┌──
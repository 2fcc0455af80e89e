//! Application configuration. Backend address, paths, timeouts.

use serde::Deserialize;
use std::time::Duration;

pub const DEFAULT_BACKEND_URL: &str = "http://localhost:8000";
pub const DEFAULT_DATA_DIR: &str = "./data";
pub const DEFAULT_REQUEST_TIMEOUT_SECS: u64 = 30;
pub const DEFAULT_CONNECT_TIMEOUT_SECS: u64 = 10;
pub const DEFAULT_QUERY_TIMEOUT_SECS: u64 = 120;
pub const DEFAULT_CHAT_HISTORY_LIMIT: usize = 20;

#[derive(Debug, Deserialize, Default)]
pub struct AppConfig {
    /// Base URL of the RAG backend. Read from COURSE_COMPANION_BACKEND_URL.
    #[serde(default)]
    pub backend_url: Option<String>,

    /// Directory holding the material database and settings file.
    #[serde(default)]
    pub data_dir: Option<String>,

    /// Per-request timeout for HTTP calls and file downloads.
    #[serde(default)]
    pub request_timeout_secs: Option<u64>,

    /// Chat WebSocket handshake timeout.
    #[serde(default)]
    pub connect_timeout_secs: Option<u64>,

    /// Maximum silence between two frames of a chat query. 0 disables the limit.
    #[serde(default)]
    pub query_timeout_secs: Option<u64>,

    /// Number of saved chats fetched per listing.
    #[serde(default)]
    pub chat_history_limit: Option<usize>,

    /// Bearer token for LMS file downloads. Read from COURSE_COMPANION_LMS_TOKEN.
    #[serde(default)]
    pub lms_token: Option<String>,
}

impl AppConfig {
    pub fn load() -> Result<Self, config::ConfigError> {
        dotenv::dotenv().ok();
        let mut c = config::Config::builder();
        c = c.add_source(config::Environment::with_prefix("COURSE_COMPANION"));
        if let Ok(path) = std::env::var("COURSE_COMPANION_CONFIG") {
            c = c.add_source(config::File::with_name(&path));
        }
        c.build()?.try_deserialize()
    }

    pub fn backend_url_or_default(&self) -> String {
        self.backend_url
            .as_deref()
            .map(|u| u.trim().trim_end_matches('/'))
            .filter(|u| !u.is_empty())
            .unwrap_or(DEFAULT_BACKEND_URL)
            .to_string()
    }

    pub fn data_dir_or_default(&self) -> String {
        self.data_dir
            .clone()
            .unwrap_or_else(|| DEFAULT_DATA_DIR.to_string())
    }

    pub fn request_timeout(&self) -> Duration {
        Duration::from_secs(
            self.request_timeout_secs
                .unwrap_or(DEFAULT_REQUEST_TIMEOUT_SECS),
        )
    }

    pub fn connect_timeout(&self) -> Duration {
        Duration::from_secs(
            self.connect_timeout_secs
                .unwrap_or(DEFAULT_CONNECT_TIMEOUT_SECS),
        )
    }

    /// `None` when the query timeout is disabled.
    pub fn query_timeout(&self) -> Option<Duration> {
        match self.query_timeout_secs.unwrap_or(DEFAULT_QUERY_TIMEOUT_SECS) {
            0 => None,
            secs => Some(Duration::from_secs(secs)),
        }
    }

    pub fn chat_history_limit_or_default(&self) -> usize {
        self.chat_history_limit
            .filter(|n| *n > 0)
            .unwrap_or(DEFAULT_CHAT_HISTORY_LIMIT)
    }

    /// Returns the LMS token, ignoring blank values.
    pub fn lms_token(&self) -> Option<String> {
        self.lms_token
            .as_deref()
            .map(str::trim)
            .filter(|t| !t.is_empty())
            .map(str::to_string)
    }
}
└──
┌──
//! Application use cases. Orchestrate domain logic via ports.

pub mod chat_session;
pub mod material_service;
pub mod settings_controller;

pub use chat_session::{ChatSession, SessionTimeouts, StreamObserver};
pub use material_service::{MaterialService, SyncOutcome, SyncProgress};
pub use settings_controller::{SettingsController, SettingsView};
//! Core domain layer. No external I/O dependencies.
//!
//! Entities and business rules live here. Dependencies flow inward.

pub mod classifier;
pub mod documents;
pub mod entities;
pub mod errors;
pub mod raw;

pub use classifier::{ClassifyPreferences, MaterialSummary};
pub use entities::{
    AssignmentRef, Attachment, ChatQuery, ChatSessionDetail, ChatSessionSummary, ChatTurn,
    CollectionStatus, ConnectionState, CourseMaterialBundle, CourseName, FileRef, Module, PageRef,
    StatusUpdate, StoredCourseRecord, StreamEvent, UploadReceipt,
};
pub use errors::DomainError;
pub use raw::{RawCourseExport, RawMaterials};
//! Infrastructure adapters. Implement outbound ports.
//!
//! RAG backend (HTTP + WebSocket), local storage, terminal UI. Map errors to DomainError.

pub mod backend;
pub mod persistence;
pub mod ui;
└──
## What you should do
If a line of the data contains "Option", copy it out.

## Written response
    pub backend_url: Option<String>,
    pub data_dir: Option<String>,
    pub request_timeout_secs: Option<u64>,
    pub connect_timeout_secs: Option<u64>,
    pub query_timeout_secs: Option<u64>,
    pub chat_history_limit: Option<usize>,
    pub lms_token: Option<String>,
    pub fn query_timeout(&self) -> Option<Duration> {
    pub fn lms_token(&self) -> Option<String> {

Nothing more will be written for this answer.